Get some perspective. A profit fall of 4.3% is nothing in comparison to the rest of the economy (and in particular, that of their clients) and the stellar profits enjoyed by firms in recent years and it is certainly wrong to say "battered". The headline should read quite the opposite. The figures you quote do not show a general trend but again quite the opposite; a large performance divergence between the top firms and that should form the basis of the article.

anon -07 May 2009 | 15:57

"The headline should read the opposite?" What - 'Best year since 1991 as downturn improves profits'? I agree that there's been some hyperventilated claims made regarding the recession in general and in particular regarding its impact on law firms. But in relative terms there's no getting around the fact that it's been the worst year for the US top 100 for a very long time.

Alex -07 May 2009 | 16:30

2009 is where the real damage to PEP will be done.
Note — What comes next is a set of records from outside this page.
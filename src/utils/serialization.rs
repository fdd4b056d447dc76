// src/utils/serialization.rs
//! Serialization utilities for the directory service.
//!
//! Provides JSON decoding plus whole-file reads and writes used by the
//! credential cache and the embedded store. Writes go to a sibling temporary
//! file that is renamed into place, so a reader sees either the previous
//! contents or the new contents, never a partial file.

use serde::{de::DeserializeOwned, Serialize};
use std::fs;
use std::io::{self, Write};
use std::path::{Path, PathBuf};

/// Deserializes a value from a JSON string.
pub fn deserialize<'a, T: serde::Deserialize<'a>>(data: &'a str) -> Result<T, serde_json::Error> {
    serde_json::from_str(data)
}

/// Reads and decodes a JSON file.
///
/// # Returns
/// - `Ok(None)` if the file does not exist
/// - `Ok(Some(value))` on success
/// - `Err` if the file cannot be read or does not decode
pub fn read_json<T: DeserializeOwned>(path: &Path) -> io::Result<Option<T>> {
    let data = match fs::read_to_string(path) {
        Ok(data) => data,
        Err(e) if e.kind() == io::ErrorKind::NotFound => return Ok(None),
        Err(e) => return Err(e),
    };
    deserialize(&data)
        .map(Some)
        .map_err(|e| io::Error::new(io::ErrorKind::InvalidData, e))
}

/// Encodes `data` as JSON and atomically replaces the file at `path`.
///
/// Parent directories are created as needed. When `private` is set the file
/// is created readable by the owner only (unix).
pub fn write_json_atomic<T: Serialize>(path: &Path, data: &T, private: bool) -> io::Result<()> {
    let encoded = serde_json::to_vec_pretty(data)
        .map_err(|e| io::Error::new(io::ErrorKind::InvalidData, e))?;
    write_atomic(path, &encoded, private)
}

/// Atomically replaces the file at `path` with `contents`.
pub fn write_atomic(path: &Path, contents: &[u8], private: bool) -> io::Result<()> {
    if let Some(parent) = path.parent() {
        fs::create_dir_all(parent)?;
    }

    let tmp = temporary_path(path);
    let result = write_file(&tmp, contents, private).and_then(|_| fs::rename(&tmp, path));
    if result.is_err() {
        let _ = fs::remove_file(&tmp);
    }
    result
}

fn temporary_path(path: &Path) -> PathBuf {
    let mut name = path
        .file_name()
        .map(|n| n.to_os_string())
        .unwrap_or_default();
    name.push(".tmp");
    path.with_file_name(name)
}

fn write_file(path: &Path, contents: &[u8], private: bool) -> io::Result<()> {
    let mut options = fs::OpenOptions::new();
    options.write(true).create(true).truncate(true);

    #[cfg(unix)]
    if private {
        use std::os::unix::fs::OpenOptionsExt;
        options.mode(0o600);
    }
    #[cfg(not(unix))]
    let _ = private;

    let mut file = options.open(path)?;
    file.write_all(contents)?;
    file.sync_all()
}

#[cfg(test)]
mod tests {
    use super::*;
    use serde::Deserialize;

    #[derive(Serialize, Deserialize, Debug, PartialEq)]
    struct Sample {
        name: String,
        count: u32,
    }

    #[test]
    fn missing_file_reads_as_none() {
        let dir = tempfile::tempdir().unwrap();
        let value: Option<Sample> = read_json(&dir.path().join("absent.json")).unwrap();
        assert!(value.is_none());
    }

    #[test]
    fn atomic_write_replaces_contents_and_leaves_no_temp_file() {
        let dir = tempfile::tempdir().unwrap();
        let path = dir.path().join("nested").join("sample.json");

        write_json_atomic(&path, &Sample { name: "a".into(), count: 1 }, false).unwrap();
        write_json_atomic(&path, &Sample { name: "b".into(), count: 2 }, true).unwrap();

        let value: Sample = read_json(&path).unwrap().unwrap();
        assert_eq!(value, Sample { name: "b".into(), count: 2 });
        assert!(!temporary_path(&path).exists());
    }

    #[test]
    fn corrupt_file_is_an_error() {
        let dir = tempfile::tempdir().unwrap();
        let path = dir.path().join("bad.json");
        fs::write(&path, "{not json").unwrap();
        assert!(read_json::<Sample>(&path).is_err());
    }
}
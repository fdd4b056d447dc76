// src/certs/serial.rs
//! Random certificate serial numbers.
//!
//! Serials are drawn from the operating system's entropy source and are large
//! enough that collisions across the certificate population are negligible.
//! RFC 5280 caps serials at 20 octets. The top bit of the 20-octet draw is
//! cleared, so the DER INTEGER stays positive and fits in 20 octets even when
//! a short value needs its leading zero pad.

use crate::error::{Error, Result};
use num_bigint::BigUint;
use rand::rngs::OsRng;
use rand::RngCore;

pub const SERIAL_OCTETS: usize = 20;

#[derive(Debug, Clone, PartialEq, Eq, Hash)]
pub struct SerialNumber(BigUint);

impl SerialNumber {
    /// Draws a fresh serial from the OS entropy source.
    ///
    /// # Errors
    /// `SerialNumberGeneration` if the entropy source is unavailable; issuance
    /// must not proceed with a predictable serial.
    pub fn random() -> Result<Self> {
        Self::from_rng(&mut OsRng)
    }

    pub fn from_rng<R: RngCore>(rng: &mut R) -> Result<Self> {
        let mut bytes = [0u8; SERIAL_OCTETS];
        loop {
            rng.try_fill_bytes(&mut bytes)
                .map_err(|e| Error::SerialNumberGeneration(e.to_string()))?;
            bytes[0] &= 0x7f;

            let value = BigUint::from_bytes_be(&bytes);
            if value != BigUint::default() {
                return Ok(SerialNumber(value));
            }
        }
    }

    /// Minimal big-endian encoding.
    pub fn to_bytes(&self) -> Vec<u8> {
        self.0.to_bytes_be()
    }

    pub fn to_hex(&self) -> String {
        format!("{:X}", self.0)
    }
}

#[cfg(test)]
mod tests {
    use super::*;
    use std::collections::HashSet;

    struct DeadRng;

    impl RngCore for DeadRng {
        fn next_u32(&mut self) -> u32 {
            0
        }
        fn next_u64(&mut self) -> u64 {
            0
        }
        fn fill_bytes(&mut self, _dest: &mut [u8]) {}
        fn try_fill_bytes(&mut self, _dest: &mut [u8]) -> std::result::Result<(), rand::Error> {
            Err(rand::Error::new("entropy source unavailable"))
        }
    }

    /// Fills every buffer with its byte pattern, repeated from the start.
    struct FixedRng(Vec<u8>);

    impl RngCore for FixedRng {
        fn next_u32(&mut self) -> u32 {
            0
        }
        fn next_u64(&mut self) -> u64 {
            0
        }
        fn fill_bytes(&mut self, dest: &mut [u8]) {
            for (slot, byte) in dest.iter_mut().zip(self.0.iter().cycle()) {
                *slot = *byte;
            }
        }
        fn try_fill_bytes(&mut self, dest: &mut [u8]) -> std::result::Result<(), rand::Error> {
            self.fill_bytes(dest);
            Ok(())
        }
    }

    // Octets of the DER INTEGER content, counting the pad a set top bit needs.
    fn der_octets(bytes: &[u8]) -> usize {
        bytes.len() + usize::from(bytes[0] & 0x80 != 0)
    }

    #[test]
    fn serials_fit_twenty_octets_and_differ() {
        let mut seen = HashSet::new();
        for _ in 0..256 {
            let serial = SerialNumber::random().unwrap();
            let bytes = serial.to_bytes();
            assert!(der_octets(&bytes) <= SERIAL_OCTETS);
            assert!(seen.insert(serial));
        }
    }

    #[test]
    fn top_bit_of_full_draw_is_cleared() {
        let serial = SerialNumber::from_rng(&mut FixedRng(vec![0xff])).unwrap();
        let bytes = serial.to_bytes();
        assert_eq!(bytes.len(), SERIAL_OCTETS);
        assert_eq!(bytes[0], 0x7f);
        assert_eq!(der_octets(&bytes), SERIAL_OCTETS);
    }

    #[test]
    fn short_draw_with_high_bit_still_fits() {
        let mut pattern = vec![0x00];
        pattern.extend([0xff; SERIAL_OCTETS - 1]);
        let serial = SerialNumber::from_rng(&mut FixedRng(pattern)).unwrap();
        let bytes = serial.to_bytes();
        assert_eq!(bytes.len(), SERIAL_OCTETS - 1);
        assert_eq!(bytes[0], 0xff);
        assert_eq!(der_octets(&bytes), SERIAL_OCTETS);
    }

    #[test]
    fn missing_entropy_is_fatal() {
        assert!(matches!(
            SerialNumber::from_rng(&mut DeadRng),
            Err(Error::SerialNumberGeneration(_))
        ));
    }
}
W. Igga -07 May 2009 | 17:52

As Disraeli (or was it Oscar Wilde?) said, "There are lies, damned lies and statistics". The firms mentioned as having had the largest drop in PPP in percentage terms only did so because they were the most profitable firms in the past. They are hardly suffering in the same manner as are their clients. The days of measuring the success of a major law firm by PPP are limited anyway. Law is not a profession you join to become a "zillionaire". If you want to do that, be ready to take some heady risks and become an investment banker, a venture capitalist, or even -shudder - go into industry and build a better mousetrap. Being a very successful lawyer means - or at least should mean - earning a very handsome but not outrageous amount, in exchange for not having to take the same risks that our clients do - i.e., possibly filing for bankruptcy rather than, oh boo-hoo, seeing your profit per partner fall from over $2m to just a bit under.

Jean-Edouard Marre -07 May 2009 | 19:37

I think equity partners at law firms are far too greedy - many companies in other business sectors are posting record losses - these guys are still earning average profits of £851,000! However, the poor guys obviously find it hard to live on this sort of money and are getting rid of many hard working associates and future NQ lawyers, who are likely to struggle financially with no job. The minority of firms that have managed to stay clear of mass redundancies should be congratulated and as always Slaughters stands out and always seems to come out smiling - I hope these firms prosper more than others when the economy begins to recover (and unfortunately I currently work at a firm with greedy partners who have made a cull - not Slaughters).

Anonymous -08 May 2009 | 00:55

Some of the comments above are absolutely ridiculous. The guy saying partners earn £800k+ and have the guts to fire the "small guys"... Come on! Get real! Small guys are the graduates who start on £18k/year. Not people like you, who are on £50k+. It's all about perspective, people!